▶ What you are asked to do:
Among the entries below, extract exactly the lines that run from the one with "line per channel." through the one with "line.write(flush_denormal(input + delayed", both ends included.

▶ Source material:
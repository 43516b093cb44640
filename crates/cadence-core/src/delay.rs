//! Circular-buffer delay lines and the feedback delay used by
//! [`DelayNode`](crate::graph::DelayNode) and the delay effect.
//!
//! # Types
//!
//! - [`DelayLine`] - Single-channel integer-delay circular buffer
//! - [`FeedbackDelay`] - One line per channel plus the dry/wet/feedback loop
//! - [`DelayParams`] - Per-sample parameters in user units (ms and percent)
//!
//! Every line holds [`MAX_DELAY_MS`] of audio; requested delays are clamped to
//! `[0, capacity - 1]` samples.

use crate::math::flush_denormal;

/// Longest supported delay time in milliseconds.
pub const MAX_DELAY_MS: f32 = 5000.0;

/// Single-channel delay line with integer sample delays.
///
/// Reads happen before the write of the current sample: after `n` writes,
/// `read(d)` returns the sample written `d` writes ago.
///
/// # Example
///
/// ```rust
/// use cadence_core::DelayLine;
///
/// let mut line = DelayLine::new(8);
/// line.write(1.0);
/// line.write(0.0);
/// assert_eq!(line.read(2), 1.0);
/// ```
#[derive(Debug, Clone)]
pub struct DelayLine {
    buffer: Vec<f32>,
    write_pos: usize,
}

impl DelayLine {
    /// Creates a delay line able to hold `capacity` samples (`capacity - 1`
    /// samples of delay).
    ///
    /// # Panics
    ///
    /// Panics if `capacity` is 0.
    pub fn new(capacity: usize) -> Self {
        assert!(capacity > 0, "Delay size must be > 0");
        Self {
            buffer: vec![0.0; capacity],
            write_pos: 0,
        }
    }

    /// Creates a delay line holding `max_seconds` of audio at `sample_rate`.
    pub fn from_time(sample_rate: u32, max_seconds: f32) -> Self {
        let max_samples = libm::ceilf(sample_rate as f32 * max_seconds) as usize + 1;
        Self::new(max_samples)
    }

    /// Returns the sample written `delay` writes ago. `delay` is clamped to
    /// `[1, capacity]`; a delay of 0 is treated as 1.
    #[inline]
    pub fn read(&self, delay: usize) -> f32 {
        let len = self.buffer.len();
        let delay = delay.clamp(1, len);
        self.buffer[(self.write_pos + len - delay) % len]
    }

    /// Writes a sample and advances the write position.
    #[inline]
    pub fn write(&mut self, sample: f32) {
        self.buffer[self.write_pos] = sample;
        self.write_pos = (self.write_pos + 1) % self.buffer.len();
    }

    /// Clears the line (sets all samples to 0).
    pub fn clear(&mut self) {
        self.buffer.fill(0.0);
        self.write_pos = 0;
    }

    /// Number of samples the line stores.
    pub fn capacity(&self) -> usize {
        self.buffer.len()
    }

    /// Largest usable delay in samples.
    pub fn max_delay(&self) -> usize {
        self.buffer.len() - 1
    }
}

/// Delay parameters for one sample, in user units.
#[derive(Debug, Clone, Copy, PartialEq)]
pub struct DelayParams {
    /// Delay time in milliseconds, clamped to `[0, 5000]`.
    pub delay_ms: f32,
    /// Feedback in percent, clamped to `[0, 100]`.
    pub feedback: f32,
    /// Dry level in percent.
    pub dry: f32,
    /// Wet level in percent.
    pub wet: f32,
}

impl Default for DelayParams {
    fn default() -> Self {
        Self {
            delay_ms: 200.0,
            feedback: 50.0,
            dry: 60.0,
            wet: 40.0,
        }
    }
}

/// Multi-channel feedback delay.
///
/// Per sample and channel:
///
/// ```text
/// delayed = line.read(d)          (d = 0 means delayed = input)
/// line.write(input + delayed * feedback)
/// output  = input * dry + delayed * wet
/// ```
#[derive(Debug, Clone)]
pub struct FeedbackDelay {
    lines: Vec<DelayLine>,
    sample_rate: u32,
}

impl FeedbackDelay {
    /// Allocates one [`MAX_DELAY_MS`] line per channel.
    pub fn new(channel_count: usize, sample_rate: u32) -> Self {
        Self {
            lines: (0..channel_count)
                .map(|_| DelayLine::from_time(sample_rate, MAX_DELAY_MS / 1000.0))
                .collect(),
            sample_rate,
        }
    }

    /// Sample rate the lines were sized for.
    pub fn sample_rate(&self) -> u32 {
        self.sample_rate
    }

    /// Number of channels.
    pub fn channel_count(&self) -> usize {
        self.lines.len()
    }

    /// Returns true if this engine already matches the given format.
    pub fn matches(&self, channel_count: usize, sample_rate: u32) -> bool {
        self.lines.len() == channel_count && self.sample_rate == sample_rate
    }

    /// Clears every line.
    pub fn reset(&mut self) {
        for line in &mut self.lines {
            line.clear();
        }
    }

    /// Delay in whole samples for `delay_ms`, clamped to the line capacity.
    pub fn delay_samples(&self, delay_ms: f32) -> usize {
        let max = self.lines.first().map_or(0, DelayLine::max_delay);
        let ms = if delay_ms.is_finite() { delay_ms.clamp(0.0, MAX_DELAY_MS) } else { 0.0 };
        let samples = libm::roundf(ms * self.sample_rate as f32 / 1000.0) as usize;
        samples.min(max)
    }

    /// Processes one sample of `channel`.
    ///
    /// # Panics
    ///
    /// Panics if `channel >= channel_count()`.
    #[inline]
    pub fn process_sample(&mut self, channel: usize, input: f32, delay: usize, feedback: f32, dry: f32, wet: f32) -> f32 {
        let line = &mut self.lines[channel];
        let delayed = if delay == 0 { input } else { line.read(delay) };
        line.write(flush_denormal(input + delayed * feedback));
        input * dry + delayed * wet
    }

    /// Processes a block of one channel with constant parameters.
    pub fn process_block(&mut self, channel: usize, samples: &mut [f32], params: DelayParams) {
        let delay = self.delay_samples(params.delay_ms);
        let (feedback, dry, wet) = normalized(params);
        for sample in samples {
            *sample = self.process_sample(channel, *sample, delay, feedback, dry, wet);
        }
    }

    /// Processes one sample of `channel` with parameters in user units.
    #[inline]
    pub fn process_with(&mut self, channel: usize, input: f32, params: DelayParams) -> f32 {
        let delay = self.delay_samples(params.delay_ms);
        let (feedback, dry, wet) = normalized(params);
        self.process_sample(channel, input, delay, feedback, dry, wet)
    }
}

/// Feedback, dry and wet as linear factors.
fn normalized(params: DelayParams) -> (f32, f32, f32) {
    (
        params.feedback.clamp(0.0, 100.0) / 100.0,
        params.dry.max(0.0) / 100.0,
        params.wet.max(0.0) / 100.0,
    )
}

▶ Response area:
    /// Allocates one [`MAX_DELAY_MS`] line per channel.
    pub fn new(channel_count: usize, sample_rate: u32) -> Self {
        Self {
            lines: (0..channel_count)
                .map(|_| DelayLine::from_time(sample_rate, MAX_DELAY_MS / 1000.0))
                .collect(),
            sample_rate,
        }
    }

    /// Sample rate the lines were sized for.
    pub fn sample_rate(&self) -> u32 {
        self.sample_rate
    }

    /// Number of channels.
    pub fn channel_count(&self) -> usize {
        self.lines.len()
    }

    /// Returns true if this engine already matches the given format.
    pub fn matches(&self, channel_count: usize, sample_rate: u32) -> bool {
        self.lines.len() == channel_count && self.sample_rate == sample_rate
    }

    /// Clears every line.
    pub fn reset(&mut self) {
        for line in &mut self.lines {
            line.clear();
        }
    }

    /// Delay in whole samples for `delay_ms`, clamped to the line capacity.
    pub fn delay_samples(&self, delay_ms: f32) -> usize {
        let max = self.lines.first().map_or(0, DelayLine::max_delay);
        let ms = if delay_ms.is_finite() { delay_ms.clamp(0.0, MAX_DELAY_MS) } else { 0.0 };
        let samples = libm::roundf(ms * self.sample_rate as f32 / 1000.0) as usize;
        samples.min(max)
    }

    /// Processes one sample of `channel`.
    ///
    /// # Panics
    ///
    /// Panics if `channel >= channel_count()`.
    #[inline]
    pub fn process_sample(&mut self, channel: usize, input: f32, delay: usize, feedback: f32, dry: f32, wet: f32) -> f32 {
        let line = &mut self.lines[channel];
        let delayed = if delay == 0 { input } else { line.read(delay) };
        line.write(flush_denormal(input + delayed * feedback));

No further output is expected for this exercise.